**Activity:** Which lines in the records below contain the word "such"? Return each of them.

**Provided data:**
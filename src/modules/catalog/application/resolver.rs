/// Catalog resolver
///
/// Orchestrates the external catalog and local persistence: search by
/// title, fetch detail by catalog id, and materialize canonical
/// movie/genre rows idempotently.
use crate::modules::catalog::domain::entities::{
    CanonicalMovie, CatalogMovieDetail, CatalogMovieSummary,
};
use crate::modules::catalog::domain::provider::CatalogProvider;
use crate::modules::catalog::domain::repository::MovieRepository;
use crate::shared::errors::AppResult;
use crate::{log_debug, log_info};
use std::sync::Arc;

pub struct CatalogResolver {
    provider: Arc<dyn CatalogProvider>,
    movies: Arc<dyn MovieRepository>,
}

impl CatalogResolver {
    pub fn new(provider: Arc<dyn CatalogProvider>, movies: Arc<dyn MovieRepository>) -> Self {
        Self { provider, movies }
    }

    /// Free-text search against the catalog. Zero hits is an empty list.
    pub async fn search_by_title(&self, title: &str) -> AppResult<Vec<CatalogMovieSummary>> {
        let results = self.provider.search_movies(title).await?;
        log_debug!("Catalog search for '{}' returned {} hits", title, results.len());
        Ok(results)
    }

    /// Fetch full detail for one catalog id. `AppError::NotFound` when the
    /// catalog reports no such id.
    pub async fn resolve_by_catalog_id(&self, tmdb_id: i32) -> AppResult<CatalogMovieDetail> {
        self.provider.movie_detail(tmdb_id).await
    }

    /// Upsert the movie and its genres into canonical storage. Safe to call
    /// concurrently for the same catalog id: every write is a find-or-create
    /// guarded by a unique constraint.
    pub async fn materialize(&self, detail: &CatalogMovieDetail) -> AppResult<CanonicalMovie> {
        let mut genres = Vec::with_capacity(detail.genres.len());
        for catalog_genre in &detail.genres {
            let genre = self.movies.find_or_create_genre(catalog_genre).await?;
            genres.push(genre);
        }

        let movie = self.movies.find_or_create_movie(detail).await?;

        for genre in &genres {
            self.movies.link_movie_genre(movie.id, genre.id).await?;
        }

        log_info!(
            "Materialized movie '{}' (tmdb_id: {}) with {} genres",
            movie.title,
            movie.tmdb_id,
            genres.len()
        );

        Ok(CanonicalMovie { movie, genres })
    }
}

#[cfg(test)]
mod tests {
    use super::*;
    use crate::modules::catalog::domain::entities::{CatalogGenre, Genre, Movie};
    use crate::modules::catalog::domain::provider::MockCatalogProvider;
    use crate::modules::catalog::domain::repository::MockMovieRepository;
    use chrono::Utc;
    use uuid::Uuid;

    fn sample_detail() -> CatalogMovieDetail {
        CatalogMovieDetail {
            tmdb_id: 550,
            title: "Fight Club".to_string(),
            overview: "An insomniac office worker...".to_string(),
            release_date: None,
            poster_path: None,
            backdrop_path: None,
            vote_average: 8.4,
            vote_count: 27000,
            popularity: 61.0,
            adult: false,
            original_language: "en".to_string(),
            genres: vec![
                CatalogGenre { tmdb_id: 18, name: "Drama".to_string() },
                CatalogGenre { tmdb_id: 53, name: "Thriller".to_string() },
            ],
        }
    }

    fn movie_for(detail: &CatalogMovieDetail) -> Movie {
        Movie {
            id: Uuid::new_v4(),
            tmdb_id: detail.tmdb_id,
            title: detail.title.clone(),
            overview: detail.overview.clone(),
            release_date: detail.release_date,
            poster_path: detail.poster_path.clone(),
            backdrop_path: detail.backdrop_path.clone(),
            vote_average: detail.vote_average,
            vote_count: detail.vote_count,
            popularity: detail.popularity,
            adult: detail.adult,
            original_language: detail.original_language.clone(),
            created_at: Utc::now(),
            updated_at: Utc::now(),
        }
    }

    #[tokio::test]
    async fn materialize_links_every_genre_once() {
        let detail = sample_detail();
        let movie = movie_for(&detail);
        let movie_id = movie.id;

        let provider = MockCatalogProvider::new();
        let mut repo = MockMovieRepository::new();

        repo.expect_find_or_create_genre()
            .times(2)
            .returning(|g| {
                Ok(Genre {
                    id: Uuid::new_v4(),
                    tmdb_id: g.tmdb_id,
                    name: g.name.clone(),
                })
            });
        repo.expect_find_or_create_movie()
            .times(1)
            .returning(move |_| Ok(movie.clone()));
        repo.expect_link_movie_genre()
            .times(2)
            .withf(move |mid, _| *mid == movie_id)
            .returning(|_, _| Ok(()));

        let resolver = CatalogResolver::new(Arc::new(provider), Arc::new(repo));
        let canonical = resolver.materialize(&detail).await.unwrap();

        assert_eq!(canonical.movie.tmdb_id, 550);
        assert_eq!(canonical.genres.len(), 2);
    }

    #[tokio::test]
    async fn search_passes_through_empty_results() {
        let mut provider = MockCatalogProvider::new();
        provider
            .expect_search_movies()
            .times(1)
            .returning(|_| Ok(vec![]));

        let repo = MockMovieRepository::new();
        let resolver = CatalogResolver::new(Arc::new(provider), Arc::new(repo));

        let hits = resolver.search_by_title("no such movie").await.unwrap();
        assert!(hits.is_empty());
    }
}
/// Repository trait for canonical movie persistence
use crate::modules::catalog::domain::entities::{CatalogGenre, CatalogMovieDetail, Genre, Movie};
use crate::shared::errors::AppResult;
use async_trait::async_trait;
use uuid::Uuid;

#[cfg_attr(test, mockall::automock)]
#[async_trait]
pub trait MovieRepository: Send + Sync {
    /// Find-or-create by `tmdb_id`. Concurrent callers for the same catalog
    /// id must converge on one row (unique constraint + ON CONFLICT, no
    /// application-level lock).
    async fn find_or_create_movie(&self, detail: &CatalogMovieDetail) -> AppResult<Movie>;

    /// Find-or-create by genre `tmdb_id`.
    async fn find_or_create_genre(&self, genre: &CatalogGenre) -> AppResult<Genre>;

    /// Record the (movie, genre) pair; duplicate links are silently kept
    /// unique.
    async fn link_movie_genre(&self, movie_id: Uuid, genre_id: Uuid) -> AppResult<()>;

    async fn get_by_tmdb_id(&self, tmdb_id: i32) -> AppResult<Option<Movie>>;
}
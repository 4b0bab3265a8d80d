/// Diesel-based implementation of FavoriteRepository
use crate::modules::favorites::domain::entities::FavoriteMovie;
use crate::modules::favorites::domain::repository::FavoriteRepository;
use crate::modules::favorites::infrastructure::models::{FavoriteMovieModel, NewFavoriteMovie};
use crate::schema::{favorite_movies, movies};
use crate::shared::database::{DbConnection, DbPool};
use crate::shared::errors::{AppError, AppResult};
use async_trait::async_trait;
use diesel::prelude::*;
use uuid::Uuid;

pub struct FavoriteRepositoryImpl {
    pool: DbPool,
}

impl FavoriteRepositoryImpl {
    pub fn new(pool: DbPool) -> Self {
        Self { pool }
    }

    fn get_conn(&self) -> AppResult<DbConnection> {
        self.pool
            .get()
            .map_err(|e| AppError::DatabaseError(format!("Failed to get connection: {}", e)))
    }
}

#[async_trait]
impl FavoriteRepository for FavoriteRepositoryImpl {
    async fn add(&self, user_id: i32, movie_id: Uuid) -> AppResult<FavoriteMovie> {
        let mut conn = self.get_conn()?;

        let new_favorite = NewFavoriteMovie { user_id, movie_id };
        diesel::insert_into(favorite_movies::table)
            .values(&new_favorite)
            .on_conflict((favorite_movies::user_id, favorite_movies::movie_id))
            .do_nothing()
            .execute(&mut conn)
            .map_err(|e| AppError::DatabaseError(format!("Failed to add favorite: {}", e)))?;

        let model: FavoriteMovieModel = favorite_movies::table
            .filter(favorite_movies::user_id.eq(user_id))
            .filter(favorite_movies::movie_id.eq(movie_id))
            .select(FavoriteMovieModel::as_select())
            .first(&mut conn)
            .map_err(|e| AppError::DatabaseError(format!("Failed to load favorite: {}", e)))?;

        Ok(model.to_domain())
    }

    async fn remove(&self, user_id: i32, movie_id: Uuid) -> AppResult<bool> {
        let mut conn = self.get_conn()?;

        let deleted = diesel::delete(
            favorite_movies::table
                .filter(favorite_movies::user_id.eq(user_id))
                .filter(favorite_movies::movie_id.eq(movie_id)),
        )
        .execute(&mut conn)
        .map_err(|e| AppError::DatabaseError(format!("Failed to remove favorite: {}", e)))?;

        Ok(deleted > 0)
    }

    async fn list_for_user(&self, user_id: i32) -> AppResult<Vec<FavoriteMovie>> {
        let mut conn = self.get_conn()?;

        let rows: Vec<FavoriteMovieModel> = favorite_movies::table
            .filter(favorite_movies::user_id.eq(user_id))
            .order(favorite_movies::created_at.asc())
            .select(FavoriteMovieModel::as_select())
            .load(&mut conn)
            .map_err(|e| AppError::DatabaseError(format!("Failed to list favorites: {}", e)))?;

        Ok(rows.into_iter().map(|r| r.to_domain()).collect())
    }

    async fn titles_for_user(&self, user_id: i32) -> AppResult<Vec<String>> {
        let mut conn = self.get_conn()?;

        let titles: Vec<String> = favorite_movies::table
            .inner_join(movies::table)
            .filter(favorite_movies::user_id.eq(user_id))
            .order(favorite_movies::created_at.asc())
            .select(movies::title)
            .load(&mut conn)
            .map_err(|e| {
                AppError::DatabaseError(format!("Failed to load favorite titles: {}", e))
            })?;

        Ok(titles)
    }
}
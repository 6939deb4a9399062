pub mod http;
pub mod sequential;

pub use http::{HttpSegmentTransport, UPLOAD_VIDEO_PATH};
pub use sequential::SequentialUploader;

**Result of the task:**
    /// catalog reports no such id.
        let hits = resolver.search_by_title("no such movie").await.unwrap();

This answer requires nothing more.